Apple CEO Tim Cook posted a public letter in Chinese on Apple's website apologizing to consumers for replacing damaged phones and computers with refurbished ones without updating the warranty, as is Apple's practice elsewhere in the world. The screw-up was not as bad as Apple's lack of response for weeks after it was revealed, which lead to further attacks for their "arrogance." The apology is a savvy business move because Apple has been subject to weeks of attacks by the state media. Apple's apology will go a long way toward bettering Apple's image in China, where the government has already responded positively.
The apology comes two weeks after state TV company CCTV lambasted Apple for the practice on its day-long annual consumer protection special on International Consumers' Day. Because it falls on the ides of March, the popular special has the nickname "315." The special provoked outrage on Weibo, China's version of Twitter, with many users calling for a boycott. That day, one celebrity ended an anti-Apple post with the words "Post around 8:20," when several other celebrities posted anti-Apple messages, leading to speculation that CCTV had paid them to post.

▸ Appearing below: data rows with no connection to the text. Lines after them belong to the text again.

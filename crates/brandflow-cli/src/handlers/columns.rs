use crate::args::{OutputFormat, ViewModeArgs};
use crate::context::ExecutionContext;
use crate::presentation::presenters::present_column_list;
use crate::presentation::{ConsoleRenderer, Renderer};
use anyhow::{Context, Result};
use brandflow_catalog::column;

pub fn handle_list(
    ctx: &ExecutionContext,
    preset: Option<String>,
    toggle: Vec<String>,
    clear: bool,
    format: OutputFormat,
    view_mode: &ViewModeArgs,
) -> Result<()> {
    let mut state = ctx.analytics()?;
    let columns = state.columns_mut();

    if let Some(name) = &preset {
        columns.apply_preset(name)?;
    }
    if clear {
        columns.clear_all();
    }
    for id in &toggle {
        column(id).with_context(|| format!("Unknown column '{}'", id))?;
        columns.toggle(id);
    }

    let result = present_column_list(state.columns());
    let renderer = ConsoleRenderer::new(format.into(), view_mode.resolve());
    renderer.render(result)?;
    Ok(())
}
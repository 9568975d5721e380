pub mod column;
pub mod domain;
pub mod error;
pub mod filter;
pub mod metric;
pub mod product;

pub use column::*;
pub use domain::*;
pub use error::{Error, Result};
pub use filter::*;
pub use metric::*;
pub use product::*;
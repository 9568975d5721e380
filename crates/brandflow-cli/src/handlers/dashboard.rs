use crate::args::OutputFormat;
use crate::context::{ExecutionContext, resolve_today};
use crate::presentation::renderers::DashboardApp;
use anyhow::Result;
use is_terminal::IsTerminal;
use tracing::info;

/// Interactive dashboard on a terminal; a JSON snapshot otherwise
pub fn handle(ctx: &ExecutionContext, today: Option<String>, format: OutputFormat) -> Result<()> {
    let today = resolve_today(today.as_deref())?;
    let state = ctx.analytics()?;

    if format == OutputFormat::Json || !std::io::stdout().is_terminal() {
        println!("{}", serde_json::to_string_pretty(&state.snapshot(today))?);
        return Ok(());
    }

    info!(mode = %state.mode(), "starting dashboard");
    DashboardApp::new(state, today).run()
}
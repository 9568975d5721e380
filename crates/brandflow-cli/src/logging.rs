use crate::args::LogLevel;
use tracing_subscriber::{EnvFilter, layer::SubscriberExt, util::SubscriberInitExt};

/// Install the stderr subscriber. `RUST_LOG` overrides `--log-level`.
pub fn init(level: LogLevel) {
    let filter = EnvFilter::try_from_default_env()
        .unwrap_or_else(|_| EnvFilter::new(format!("brandflow={level},brandflow_engine={level}")));

    // a second init (tests driving `run` twice) is not an error
    let _ = tracing_subscriber::registry()
        .with(filter)
        .with(
            tracing_subscriber::fmt::layer()
                .with_writer(std::io::stderr)
                .with_target(false),
        )
        .try_init();
}
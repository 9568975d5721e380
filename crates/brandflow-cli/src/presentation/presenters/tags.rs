use brandflow_engine::ProductTable;

use crate::args::hints::fmt;
use crate::presentation::view_models::{
    CommandResultViewModel, Guidance, StatusBadge, TagCreateViewModel, TagEntryViewModel,
    TagListViewModel,
};

pub fn present_tag_list(
    table: &ProductTable,
    query: Option<&str>,
) -> CommandResultViewModel<TagListViewModel> {
    let store = table.tag_store();
    let needle = query.unwrap_or("");
    let tags: Vec<TagEntryViewModel> = store
        .search(needle)
        .into_iter()
        .map(|tag| TagEntryViewModel {
            name: tag.name.clone(),
            color: tag.color.clone(),
            product_count: table
                .products()
                .iter()
                .filter(|p| p.has_tag(&tag.name))
                .count(),
        })
        .collect();

    let can_create = store.can_create(needle);
    let content = TagListViewModel {
        query: query.map(str::to_string),
        tags,
        can_create,
    };

    let count = content.tags.len();
    let mut result = CommandResultViewModel::new(content);
    if count == 0 {
        result = result.with_badge(StatusBadge::info("No tags found"));
    } else {
        result = result.with_badge(StatusBadge::success(format!("{} tag(s)", count)));
    }
    if can_create {
        result = result.with_suggestion(
            Guidance::new(format!("Create \"{}\"", needle.trim()))
                .with_command(fmt::tags_create(needle.trim())),
        );
    }
    result
}

pub fn present_tag_create(
    table: &ProductTable,
    name: &str,
    created: bool,
) -> CommandResultViewModel<TagCreateViewModel> {
    let store = table.tag_store();
    let color = store.color_of(name).unwrap_or_default().to_string();
    let content = TagCreateViewModel {
        name: name.to_string(),
        color,
        created,
        total_tags: store.tags().len(),
    };

    let badge = if created {
        StatusBadge::success(format!("Created tag \"{}\"", name))
    } else {
        StatusBadge::info(format!("Tag \"{}\" already exists", name))
    };
    CommandResultViewModel::new(content).with_badge(badge)
}

#[cfg(test)]
mod tests {
    use super::*;

    #[test]
    fn test_unknown_query_offers_creation() {
        let table = ProductTable::default();
        let result = present_tag_list(&table, Some("Clearance"));
        assert!(result.content.can_create);
        assert_eq!(
            result.suggestions[0].command.as_deref(),
            Some("brandflow tags create \"Clearance\"")
        );
    }

    #[test]
    fn test_empty_query_lists_every_tag() {
        let table = ProductTable::default();
        let result = present_tag_list(&table, None);
        assert_eq!(result.content.tags.len(), table.tag_store().tags().len());
        assert!(!result.content.can_create);
    }
}
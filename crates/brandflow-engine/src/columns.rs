use brandflow_catalog::{LOCKED_COLUMNS, columns_for, is_locked, preset};
use brandflow_types::{AccountMode, ColumnDef, Result};
use std::collections::BTreeSet;
use tracing::debug;

/// Visible product table columns for the current mode
#[derive(Debug, Clone, PartialEq, Eq)]
pub struct ColumnSelection {
    mode: AccountMode,
    visible: BTreeSet<String>,
    active_preset: Option<&'static str>,
}

impl ColumnSelection {
    pub fn new(mode: AccountMode) -> Self {
        let mut selection = Self {
            mode,
            visible: BTreeSet::new(),
            active_preset: None,
        };
        selection.select_all();
        selection
    }

    pub fn mode(&self) -> AccountMode {
        self.mode
    }

    pub fn active_preset(&self) -> Option<&'static str> {
        self.active_preset
    }

    pub fn is_visible(&self, id: &str) -> bool {
        self.visible.contains(id)
    }

    pub fn visible_ids(&self) -> &BTreeSet<String> {
        &self.visible
    }

    /// Any mode change shows every column of the new mode
    pub fn set_mode(&mut self, mode: AccountMode) {
        self.mode = mode;
        self.select_all();
        debug!(%mode, visible = self.visible.len(), "columns reset for mode");
    }

    /// Show exactly the preset category's columns available in this mode,
    /// plus the locked columns.
    pub fn apply_preset(&mut self, name: &str) -> Result<()> {
        let preset = preset(name)?;
        self.visible = columns_for(self.mode)
            .into_iter()
            .filter(|c| c.category == preset.category || is_locked(c.id))
            .map(|c| c.id.to_string())
            .collect();
        self.active_preset = Some(preset.name);
        debug!(preset = preset.name, "column preset applied");
        Ok(())
    }

    /// Flip one column. Locked and unavailable ids are left alone; any
    /// accepted toggle clears the active preset.
    pub fn toggle(&mut self, id: &str) {
        if is_locked(id) || !self.is_available(id) {
            return;
        }
        if !self.visible.remove(id) {
            self.visible.insert(id.to_string());
        }
        self.active_preset = None;
    }

    pub fn select_all(&mut self) {
        self.visible = columns_for(self.mode)
            .into_iter()
            .map(|c| c.id.to_string())
            .collect();
        self.active_preset = None;
    }

    /// Hide everything except the locked columns. In `none` mode no column is
    /// available, so the set ends up empty.
    pub fn clear_all(&mut self) {
        self.visible = LOCKED_COLUMNS
            .iter()
            .filter(|id| self.is_available(id))
            .map(|id| id.to_string())
            .collect();
        self.active_preset = None;
    }

    /// Visible columns in registry order with sticky columns first
    pub fn visible_columns(&self) -> Vec<&'static ColumnDef> {
        let (mut sticky, rest): (Vec<_>, Vec<_>) = columns_for(self.mode)
            .into_iter()
            .filter(|c| self.visible.contains(c.id))
            .partition(|c| c.sticky);
        sticky.extend(rest);
        sticky
    }

    fn is_available(&self, id: &str) -> bool {
        columns_for(self.mode).iter().any(|c| c.id == id)
    }
}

Following the 315 expose, the official communist newspaper The People's Daily ran negative articles about Apple for days on end, including one titled, "Defeat Apple’s Incomparable Arrogance."
Apple's profit margins have recently declined to pre-iPhone levels. China is now Apple's second largest market, with sales of $20 billion — 13% of Apple's total. Last year, China only made up 9%.
In the apology, Cook wrote,
"In the process of studying the issues, we recognize that some people may have viewed our lack of communication as arrogant, or as a sign that we didn't care about or value their feedback. We sincerely apologize to our customers for any concern or confusion we may have caused... Henceforth, 1) all repairs in China will be made using new (not refurbished) parts and 2) the repaired phones will get new 1-year warranties from the date of repair... We appreciate the feedback that we've received, and we have a tremendous respect for China. Our customers here will always be central to our thoughts."
The letter also says the iPads and computers will receive two year warranties on major parts. The official Chinese consumer advocacy groups had demanded that iPads be classified as computers, and others had called for a public apology. A spokesman for the Foreign Ministry said they "approve of what Apple said."
It appears that this is actually a step up from the warranty policy in the U.S., which is the same as the old policy in China. Refurbished replacements and using the original warranty were part of the official policy. However, the European Union's consumer protection laws mandate two years of of warranty protection against defective hardware. In the CCTV special, the customers had bought their phones and computers through resellers, but Apple guarantees products bought from resellers with the same warranty.
This is Cook's second apology as Apple's CEO. He previously apologized for rolling out Apple Maps with a host of problems, such as misplaced towns. During Steve Jobs' tenure as CEO, Apple gave customers a rebate when the original iPhone's price was dropped $200 just weeks after being released, and it gave customers a free case when the iPhone 4's antenna experienced issues.